Columnist image
Dale Jackson

Personal Finance Columnist, Payback Time

|Archive

A new survey suggests investors will remain in the dark on fees and performance long after the solar eclipse has passed.

J.D. Powers asked full-service investors how they are being impacted by CRM2 – an investment industry effort to make advisory fees and performance more transparent. The investment industry has been kicking the fuller disclosure idea around for over a decade in response to criticism that Canadians pay the highest fees in the developed world.

Last July was the deadline for advisory firms to – among other things – express fees in percentages as well as dollars, and provide more details on performance.

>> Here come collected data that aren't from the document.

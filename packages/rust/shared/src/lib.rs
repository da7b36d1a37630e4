//! Shared types, error model, and configuration for helpsync.
//!
//! This crate is the foundation depended on by all other helpsync crates.
//! It provides:
//! - [`HelpsyncError`] — the unified error type
//! - Domain types ([`ArticleRef`], [`Credentials`], [`RunId`], [`RunReport`])
//! - Configuration ([`AppConfig`], [`RunParams`], config loading)

pub mod config;
pub mod error;
pub mod types;

// Re-export public API at crate root for ergonomic imports.
pub use config::{
    AppConfig, CredentialsConfig, PacingConfig, PipelineSettings, RunParams, RunRequest,
    SourceConfig, UploadConfig, config_dir, config_file_path, init_config, load_config,
    load_config_from,
};
pub use error::{HelpsyncError, Result};
pub use types::{Article, ArticleRef, Credentials, RunId, RunReport, RunStatus, SourceMode};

The industry was given one year to implement the final phase of CRM2, but somehow the message didn’t get through. According to J.D. Power, only 23 per cent of investment advisory clients noticed any change during the past year. Thirty-six per cent said their financial advisors did not clearly communicate the reasons for the performance of their investments, and 41 per cent said their advisor did not explain fees.

That means many advisors aren’t taking CRM2 seriously. It also means most are actually doing their regulatory duty. Many advisors exceeded the disclosure rules long before they came along. 

Off the record, some advisors will tell you the only thing CRM2 has accomplished is creating more time-consuming paperwork – time that could be spent explaining fees and performance.